ENTRIES SUPPLIED:
....................

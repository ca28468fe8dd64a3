//! Command-line interface and driver.

pub mod args;
pub mod run;

pub use args::Cli;
pub use run::run;
use crate::domain::time_block::RecordId;
use chrono::{DateTime, Utc};
use thiserror::Error;

#[derive(Debug, Clone, Error, PartialEq, Eq)]
pub enum RecurrenceError {
    #[error("recurrence.end_date is required when ends_type is on_date")]
    MissingEndDate,
    #[error("recurrence.end_date must be >= recurrence.start_date")]
    EndDateBeforeStart,
    #[error("recurrence.occurrences is required when ends_type is after_occurrences")]
    MissingOccurrences,
    #[error("recurrence.occurrences must be > 0")]
    ZeroOccurrences,
    #[error("recurrence.end_date is only allowed when ends_type is on_date")]
    UnexpectedEndDate,
    #[error("recurrence.occurrences is only allowed when ends_type is after_occurrences")]
    UnexpectedOccurrences,
    #[error("recurrence.day_of_week must be within 0..=6 (got {0})")]
    InvalidDayOfWeek(u8),
    #[error("recurrence dates must fall within years 0000..=9999 (got {0})")]
    InstantOutOfRange(DateTime<Utc>),
}

#[derive(Debug, Clone, Error, PartialEq, Eq)]
pub enum LifecycleError {
    #[error("fixed break {0:?} is system-managed and cannot be {1}")]
    FixedBreakImmutable(Option<RecordId>, &'static str),
    #[error("time block {0:?} is already logged")]
    AlreadyLogged(Option<RecordId>),
    #[error("time block {0:?} has no planned start/end time")]
    MissingPlannedInterval(Option<RecordId>),
    #[error("actual end time must be after actual start time")]
    InvalidActualInterval,
    #[error("invalid time block: {0}")]
    Invalid(String),
}
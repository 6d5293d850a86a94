use chrono::{DateTime, Duration, Utc};
use serde::{Deserialize, Serialize};

/// With a zero gap an empty range never overlaps anything, itself included.
pub fn overlaps(
    start1: DateTime<Utc>,
    end1: DateTime<Utc>,
    start2: DateTime<Utc>,
    end2: DateTime<Utc>,
    min_gap_minutes: u32,
) -> bool {
    if min_gap_minutes == 0 && (end1 <= start1 || end2 <= start2) {
        return false;
    }
    let gap = Duration::minutes(i64::from(min_gap_minutes));
    start1 < end2 + gap && start2 < end1 + gap
}

#[derive(Debug, Clone, Copy, Serialize, Deserialize, PartialEq, Eq, Hash)]
pub struct Interval {
    pub start: DateTime<Utc>,
    pub end: DateTime<Utc>,
}

impl Interval {
    pub fn new(start: DateTime<Utc>, end: DateTime<Utc>) -> Self {
        Self { start, end }
    }

    pub fn is_empty(&self) -> bool {
        self.end <= self.start
    }

    pub fn overlaps_with(&self, other: &Interval, min_gap_minutes: u32) -> bool {
        overlaps(self.start, self.end, other.start, other.end, min_gap_minutes)
    }

    pub fn duration_minutes(&self) -> Option<i64> {
        let minutes = (self.end - self.start).num_minutes();
        (minutes > 0).then_some(minutes)
    }

    pub fn clip(&self, window: &Interval) -> Option<Interval> {
        if self.end <= window.start || self.start >= window.end {
            return None;
        }
        let clipped = Interval {
            start: self.start.max(window.start),
            end: self.end.min(window.end),
        };
        (!clipped.is_empty()).then_some(clipped)
    }
}

pub fn merge_intervals(mut intervals: Vec<Interval>) -> Vec<Interval> {
    intervals.retain(|interval| !interval.is_empty());
    intervals.sort_unstable_by(|left, right| left.start.cmp(&right.start));

    let mut merged: Vec<Interval> = Vec::with_capacity(intervals.len());
    for interval in intervals {
        match merged.last_mut() {
            Some(last) if interval.start <= last.end => {
                if interval.end > last.end {
                    last.end = interval.end;
                }
            }
            _ => merged.push(interval),
        }
    }
    merged
}

pub fn free_slots(window: Interval, busy: &[Interval]) -> Vec<Interval> {
    if window.is_empty() {
        return Vec::new();
    }

    let busy = merge_intervals(
        busy.iter()
            .filter_map(|interval| interval.clip(&window))
            .collect(),
    );
    let mut slots = Vec::new();
    let mut cursor = window.start;
    for interval in &busy {
        if interval.start > cursor {
            slots.push(Interval::new(cursor, interval.start));
        }
        if interval.end > cursor {
            cursor = interval.end;
        }
    }
    if cursor < window.end {
        slots.push(Interval::new(cursor, window.end));
    }
    slots
}
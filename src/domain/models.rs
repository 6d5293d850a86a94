use crate::domain::recurrence::RecurrenceRule;
use crate::domain::time_block::RecordId;
use serde::{Deserialize, Serialize};

#[derive(Debug, Clone, Serialize, Deserialize, PartialEq, Eq)]
#[serde(rename_all = "camelCase")]
pub struct Task {
    #[serde(default, skip_serializing_if = "Option::is_none")]
    pub id: Option<RecordId>,
    pub title: String,
    #[serde(default, skip_serializing_if = "Option::is_none")]
    pub description: Option<String>,
    #[serde(default, skip_serializing_if = "Option::is_none")]
    pub activity_category_id: Option<RecordId>,
    #[serde(default, skip_serializing_if = "Option::is_none")]
    pub estimated_minutes: Option<u32>,
    #[serde(default, skip_serializing_if = "Option::is_none")]
    pub recurrence: Option<String>,
    #[serde(default)]
    pub completed: bool,
}

impl Task {
    pub fn new(title: impl Into<String>) -> Self {
        Self {
            id: None,
            title: title.into(),
            description: None,
            activity_category_id: None,
            estimated_minutes: None,
            recurrence: None,
            completed: false,
        }
    }

    pub fn with_recurrence(mut self, rule: &RecurrenceRule) -> Result<Self, serde_json::Error> {
        self.recurrence = Some(rule.to_json()?);
        Ok(self)
    }

    pub fn validate(&self) -> Result<(), String> {
        validate_non_empty(&self.title, "task.title")?;
        if self.estimated_minutes == Some(0) {
            return Err("task.estimated_minutes must be > 0".to_string());
        }
        Ok(())
    }

    /// A rule that fails to parse degrades the task to one-off.
    pub fn recurrence_rule(&self) -> Option<RecurrenceRule> {
        let raw = self.recurrence.as_deref().map(str::trim).filter(|raw| !raw.is_empty())?;
        let rule = RecurrenceRule::from_json(raw);
        if rule.is_none() {
            tracing::warn!(
                task_id = ?self.id,
                "ignoring malformed recurrence rule; treating task as one-off"
            );
        }
        rule
    }

    pub fn is_recurring(&self) -> bool {
        self.recurrence_rule().is_some()
    }
}

fn validate_non_empty(value: &str, field_name: &str) -> Result<(), String> {
    if value.trim().is_empty() {
        return Err(format!("{field_name} must not be empty"));
    }
    Ok(())
}
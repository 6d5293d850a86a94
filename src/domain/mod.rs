pub mod error;
pub mod interval;
pub mod models;
pub mod recurrence;
pub mod recurrence_engine;
pub mod settings;
pub mod time_block;
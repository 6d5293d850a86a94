use crate::domain::error::{LifecycleError, RecurrenceError};
use crate::domain::time_block::RecordId;
use crate::infrastructure::error::InfraError;
use thiserror::Error;

#[derive(Debug, Error)]
pub enum ScheduleError {
    #[error(transparent)]
    Infra(#[from] InfraError),
    #[error(transparent)]
    Lifecycle(#[from] LifecycleError),
    #[error(transparent)]
    Recurrence(#[from] RecurrenceError),
    #[error("invalid input: {0}")]
    InvalidInput(String),
    #[error("{collection} record not found: {id}")]
    NotFound {
        collection: &'static str,
        id: RecordId,
    },
    /// A multi-step operation failed after some store calls had already succeeded.
    /// `completed` lists the records written before the failure; nothing was rolled back.
    #[error("operation stopped after writing {} record(s): {source}", completed.len())]
    PartialTransition {
        completed: Vec<RecordId>,
        source: Box<ScheduleError>,
    },
}
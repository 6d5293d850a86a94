pub mod bootstrap;
pub mod commands;
pub mod error;
pub mod time_blocks;
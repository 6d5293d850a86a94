use crate::domain::error::LifecycleError;
use crate::domain::interval::Interval;
use chrono::{DateTime, Utc};
use serde::{Deserialize, Serialize};

pub type RecordId = i64;

#[derive(Debug, Clone, Copy, Serialize, Deserialize, PartialEq, Eq, Hash)]
#[serde(rename_all = "snake_case")]
pub enum SourceType {
    FixedBreak,
    TaskPlan,
    ManualEntry,
    TimeLog,
    PomodoroLog,
}

impl SourceType {
    pub fn is_plan(self) -> bool {
        matches!(self, Self::TaskPlan | Self::ManualEntry)
    }

    pub fn is_log(self) -> bool {
        matches!(self, Self::TimeLog | Self::PomodoroLog)
    }
}

#[derive(Debug, Clone, Copy, PartialEq, Eq)]
pub enum BlockState {
    Planned,
    Logged,
    FixedBreak,
}

#[derive(Debug, Clone, Copy, PartialEq, Eq)]
pub enum LogOrigin {
    Manual,
    Pomodoro,
}

impl LogOrigin {
    fn source_type(self) -> SourceType {
        match self {
            Self::Manual => SourceType::TimeLog,
            Self::Pomodoro => SourceType::PomodoroLog,
        }
    }
}

#[derive(Debug, Clone, Serialize, Deserialize, PartialEq, Eq)]
#[serde(rename_all = "camelCase")]
pub struct TimeBlock {
    #[serde(default, skip_serializing_if = "Option::is_none")]
    pub id: Option<RecordId>,
    pub title: String,
    pub source_type: SourceType,
    pub is_logged: bool,
    #[serde(default, skip_serializing_if = "Option::is_none")]
    pub start_time: Option<DateTime<Utc>>,
    #[serde(default, skip_serializing_if = "Option::is_none")]
    pub end_time: Option<DateTime<Utc>>,
    #[serde(default, skip_serializing_if = "Option::is_none")]
    pub actual_start_time: Option<DateTime<Utc>>,
    #[serde(default, skip_serializing_if = "Option::is_none")]
    pub actual_end_time: Option<DateTime<Utc>>,
    #[serde(default, skip_serializing_if = "Option::is_none")]
    pub activity_category_id: Option<RecordId>,
    #[serde(default, skip_serializing_if = "Option::is_none")]
    pub task_id: Option<RecordId>,
    #[serde(default, skip_serializing_if = "Option::is_none")]
    pub duration_minutes: Option<i64>,
}

impl TimeBlock {
    fn planned(
        title: impl Into<String>,
        source_type: SourceType,
        start: DateTime<Utc>,
        end: DateTime<Utc>,
    ) -> Self {
        Self {
            id: None,
            title: title.into(),
            source_type,
            is_logged: false,
            start_time: Some(start),
            end_time: Some(end),
            actual_start_time: None,
            actual_end_time: None,
            activity_category_id: None,
            task_id: None,
            duration_minutes: None,
        }
    }

    pub fn task_plan(title: impl Into<String>, start: DateTime<Utc>, end: DateTime<Utc>) -> Self {
        Self::planned(title, SourceType::TaskPlan, start, end)
    }

    pub fn manual_entry(
        title: impl Into<String>,
        start: DateTime<Utc>,
        end: DateTime<Utc>,
    ) -> Self {
        Self::planned(title, SourceType::ManualEntry, start, end)
    }

    pub fn fixed_break(
        title: impl Into<String>,
        start: DateTime<Utc>,
        end: DateTime<Utc>,
    ) -> Self {
        Self::planned(title, SourceType::FixedBreak, start, end)
    }

    pub fn with_task(mut self, task_id: RecordId) -> Self {
        self.task_id = Some(task_id);
        self
    }

    pub fn with_category(mut self, activity_category_id: RecordId) -> Self {
        self.activity_category_id = Some(activity_category_id);
        self
    }

    pub fn state(&self) -> BlockState {
        if self.source_type == SourceType::FixedBreak {
            BlockState::FixedBreak
        } else if self.is_logged {
            BlockState::Logged
        } else {
            BlockState::Planned
        }
    }

    pub fn validate(&self) -> Result<(), String> {
        if self.title.trim().is_empty() {
            return Err("time_block.title must not be empty".to_string());
        }
        if self.source_type.is_log() != self.is_logged {
            return Err(format!(
                "time_block.is_logged must be {} for source_type {:?}",
                self.source_type.is_log(),
                self.source_type
            ));
        }

        let planned = complete_pair(self.start_time, self.end_time, "start_time/end_time")?;
        let actual = complete_pair(
            self.actual_start_time,
            self.actual_end_time,
            "actual_start_time/actual_end_time",
        )?;
        if actual.is_some() && !self.is_logged {
            return Err("time_block.actual times are only allowed on logged blocks".to_string());
        }
        if planned.is_none() && actual.is_none() {
            return Err("time_block needs a planned or an actual interval".to_string());
        }
        if planned.is_some_and(|interval| interval.is_empty()) {
            return Err("time_block.end_time must be after time_block.start_time".to_string());
        }
        if actual.is_some_and(|interval| interval.is_empty()) {
            return Err(
                "time_block.actual_end_time must be after time_block.actual_start_time"
                    .to_string(),
            );
        }
        Ok(())
    }

    pub fn planned_interval(&self) -> Option<Interval> {
        Some(Interval::new(self.start_time?, self.end_time?))
    }

    pub fn actual_interval(&self) -> Option<Interval> {
        Some(Interval::new(self.actual_start_time?, self.actual_end_time?))
    }

    pub fn interval(&self) -> Option<Interval> {
        if self.is_logged {
            self.actual_interval().or_else(|| self.planned_interval())
        } else {
            self.planned_interval()
        }
    }

    pub fn effective_duration_minutes(&self) -> Option<i64> {
        if self.is_logged {
            if let Some(cached) = self.duration_minutes.filter(|minutes| *minutes > 0) {
                return Some(cached);
            }
        }
        self.interval()?.duration_minutes()
    }

    pub fn ensure_editable(&self, action: &'static str) -> Result<(), LifecycleError> {
        if self.state() == BlockState::FixedBreak {
            return Err(LifecycleError::FixedBreakImmutable(self.id, action));
        }
        Ok(())
    }

    /// Planned -> Logged. Keeps identity, title and linkage; the recorded interval is
    /// `actual`, or the plan itself when no override is given.
    pub fn convert_to_log(
        &self,
        actual: Option<Interval>,
        origin: LogOrigin,
    ) -> Result<TimeBlock, LifecycleError> {
        self.ensure_editable("converted to a log")?;
        if self.is_logged {
            return Err(LifecycleError::AlreadyLogged(self.id));
        }
        let actual = match actual {
            Some(actual) => actual,
            None => self
                .planned_interval()
                .ok_or(LifecycleError::MissingPlannedInterval(self.id))?,
        };
        if actual.is_empty() {
            return Err(LifecycleError::InvalidActualInterval);
        }

        Ok(TimeBlock {
            source_type: origin.source_type(),
            is_logged: true,
            actual_start_time: Some(actual.start),
            actual_end_time: Some(actual.end),
            duration_minutes: None,
            ..self.clone()
        })
    }

    pub fn reschedule(&self, interval: Interval) -> Result<TimeBlock, LifecycleError> {
        self.ensure_editable("rescheduled")?;
        if interval.is_empty() {
            return Err(LifecycleError::Invalid(
                "end time must be after start time".to_string(),
            ));
        }
        let mut updated = self.clone();
        if updated.is_logged {
            updated.actual_start_time = Some(interval.start);
            updated.actual_end_time = Some(interval.end);
            updated.duration_minutes = None;
        } else {
            updated.start_time = Some(interval.start);
            updated.end_time = Some(interval.end);
        }
        Ok(updated)
    }
}

fn complete_pair(
    start: Option<DateTime<Utc>>,
    end: Option<DateTime<Utc>>,
    field_name: &str,
) -> Result<Option<Interval>, String> {
    match (start, end) {
        (Some(start), Some(end)) => Ok(Some(Interval::new(start, end))),
        (None, None) => Ok(None),
        _ => Err(format!("time_block.{field_name} must be set together")),
    }
}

....................

TASK DETAILS: Report every line of the data in which "TimeBlock" appears.

TASK ANSWER:
pub struct TimeBlock {
impl TimeBlock {
    ) -> Result<TimeBlock, LifecycleError> {
        Ok(TimeBlock {
    pub fn reschedule(&self, interval: Interval) -> Result<TimeBlock, LifecycleError> {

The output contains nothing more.